Black Friday finally came and for once, shopping is not the first thing on my mind (I still got some good online deals though). We go to the hospital and after what seemed like hours of paper signing and instructions and just waiting around, I’m told to get the car. Jess brings him down, we put him in the car and away we go.
I’ve never driven more carefully. When we finally get home I pull him out of the car seat and bring him in the house. I put him on the floor to put some things away. When I turn around, I stare down and there he is. Sitting in a car seat, eyes open, staring at me. HO-LEE-SHIT. That was the moment I always heard about and saw in movies. That moment when everything changes. The moment where you feel completely overwhelmed, but also completely in control. There is a baby in my living room. No one is coming to take him away. He’s home, and now we have to take care of him.

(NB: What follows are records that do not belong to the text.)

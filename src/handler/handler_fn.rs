//! # Function-backed handler (`HandlerFn`)
//!
//! [`HandlerFn`] wraps a closure `F: Fn(CancellationToken) -> Fut`. The closure runs
//! synchronously inside [`Handler::start`], so any setup it does happens before
//! the worker installs its signal listeners.
//!
//! ## Example
//! ```rust
//! use tokio_util::sync::CancellationToken;
//! use herd::{HandlerFn, HandlerRef, WorkerError};
//!
//! let h: HandlerRef = HandlerFn::arc(|ctx: CancellationToken| async move {
//!     ctx.cancelled().await;
//!     Ok::<_, WorkerError>(())
//! });
//! # let _ = h;
//! ```

use std::future::Future;
use std::sync::Arc;

use tokio_util::sync::CancellationToken;

use super::handler::{BoxHandlerFuture, Handler};
use crate::error::WorkerError;

/// Function-backed handler implementation.
#[derive(Debug, Clone)]
pub struct HandlerFn<F> {
    f: F,
}

impl<F> HandlerFn<F> {
    /// Creates a new function-backed handler.
    pub fn new(f: F) -> Self {
        Self { f }
    }

    /// Creates the handler and returns it as a shared handle.
    pub fn arc(f: F) -> Arc<Self> {
        Arc::new(Self::new(f))
    }
}

impl<F, Fut> Handler for HandlerFn<F>
where
    F: Fn(CancellationToken) -> Fut + Send + Sync + 'static,
    Fut: Future<Output = Result<(), WorkerError>> + Send + 'static,
{
    fn start(&self, ctx: CancellationToken) -> BoxHandlerFuture {
        Box::pin((self.f)(ctx))
    }
}
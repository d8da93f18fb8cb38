//! # Subscriber trait
//!
//! `Subscribe` is the extension point for reacting to master events (logging,
//! metrics, alerting on aborted reloads). Each subscriber is driven by its own
//! worker task fed by a bounded queue owned by the
//! [`SubscriberSet`](crate::subscribers::SubscriberSet).
//!
//! ## Contract
//! - Implementations may be slow; they never block the master loop nor other
//!   subscribers.
//! - When a subscriber's queue is full the event is **dropped** for that
//!   subscriber and a `SubscriberOverflow` event is published.

use crate::events::Event;
use async_trait::async_trait;

/// Contract for event subscribers.
#[async_trait]
pub trait Subscribe: Send + Sync + 'static {
    /// Handles a single event.
    async fn on_event(&self, event: &Event);

    /// Name used in overflow/panic reports.
    fn name(&self) -> &'static str {
        std::any::type_name::<Self>()
    }

    /// Capacity of this subscriber's queue (min 1).
    fn queue_capacity(&self) -> usize {
        1024
    }
}
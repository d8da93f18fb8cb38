//! Runtime core: the master loop and everything around it.
//!
//! The public API from this module is [`Herd`] (with [`HerdBuilder`]),
//! [`MasterHandle`], [`Config`] / [`Settings`] and [`ReloadAdmission`].
//!
//! Internal modules:
//! - [`master`]: single-task event loop owning the pool, exit routing, shutdown;
//! - [`registry`]: live workers and their exit-route state;
//! - [`reload`]: rolling reload sequencing state machine;
//! - [`timers`]: cancellable kill / alive-check timers;
//! - [`signals`]: OS signal listeners and forwarders;
//! - [`worker`]: worker-side bootstrap and graceful self-stop.

mod admission;
mod builder;
mod config;
mod handle;
mod herd;
mod master;
mod registry;
mod reload;
mod signals;
mod timers;
mod worker;

pub use admission::ReloadAdmission;
pub use builder::HerdBuilder;
pub use config::{Config, Settings, parse_signal};
pub use handle::MasterHandle;
pub use herd::Herd;
pub use signals::wait_for_shutdown_signal;
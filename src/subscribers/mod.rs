//! # Event subscribers.
//!
//! Everything the master does is published as an [`Event`](crate::Event) on the
//! [`Bus`](crate::Bus). Subscribers are the pluggable consumers of that stream.
//!
//! ## Architecture
//! ```text
//!   Master loop ── publish(Event) ──► Bus ──► subscriber_listener ──► SubscriberSet::emit
//!                                                                   ┌──────┼──────┐
//!                                                                   ▼      ▼      ▼
//!                                                               LogWriter Metrics Custom
//! ```
//!
//! ## Implementing custom subscribers
//! ```no_run
//! use herd::{Event, EventKind, Subscribe};
//! use async_trait::async_trait;
//!
//! struct ReloadAlerts;
//!
//! #[async_trait]
//! impl Subscribe for ReloadAlerts {
//!     async fn on_event(&self, event: &Event) {
//!         if event.kind == EventKind::ReloadAborted {
//!             // page someone
//!         }
//!     }
//!     fn name(&self) -> &'static str { "reload-alerts" }
//! }
//! ```

mod embedded;
mod subscribe;
mod subscriber_set;

pub use embedded::LogWriter;
pub use subscribe::Subscribe;
pub use subscriber_set::SubscriberSet;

For the most part, things go pretty smooth. If there is a good thing about him being in the NICU for all those weeks, it’s that we got a crash course in baby care. We’ve been getting assistance in changing, feeding, burping and holding him, and we learned something new everyday. He’s also had a lot of different people holding him, which means he isn’t specifically glued to either (or none) of us. The only issue, as is the case with seemingly every baby, is sleeping. He needs someone holding, or in some cases just touching him, or else he doesn’t calm down. Let me tell you, this kid can scream your ears off. Eventually he’ll tucker himself out, but if he gets more than three hours of sleep in the middle of the night we start counting our blessings.
The funny thing is that no matter how much he cries or doesn’t sleep or ruins his clothes by peeing in them, we’re never angry. Frustrated a little, sure, but whenever we see his face it all just melts away. Our son is home. He can do no wrong. Having a baby truly is a miracle. Whether we try to have a second miracle or not is totally up for debate.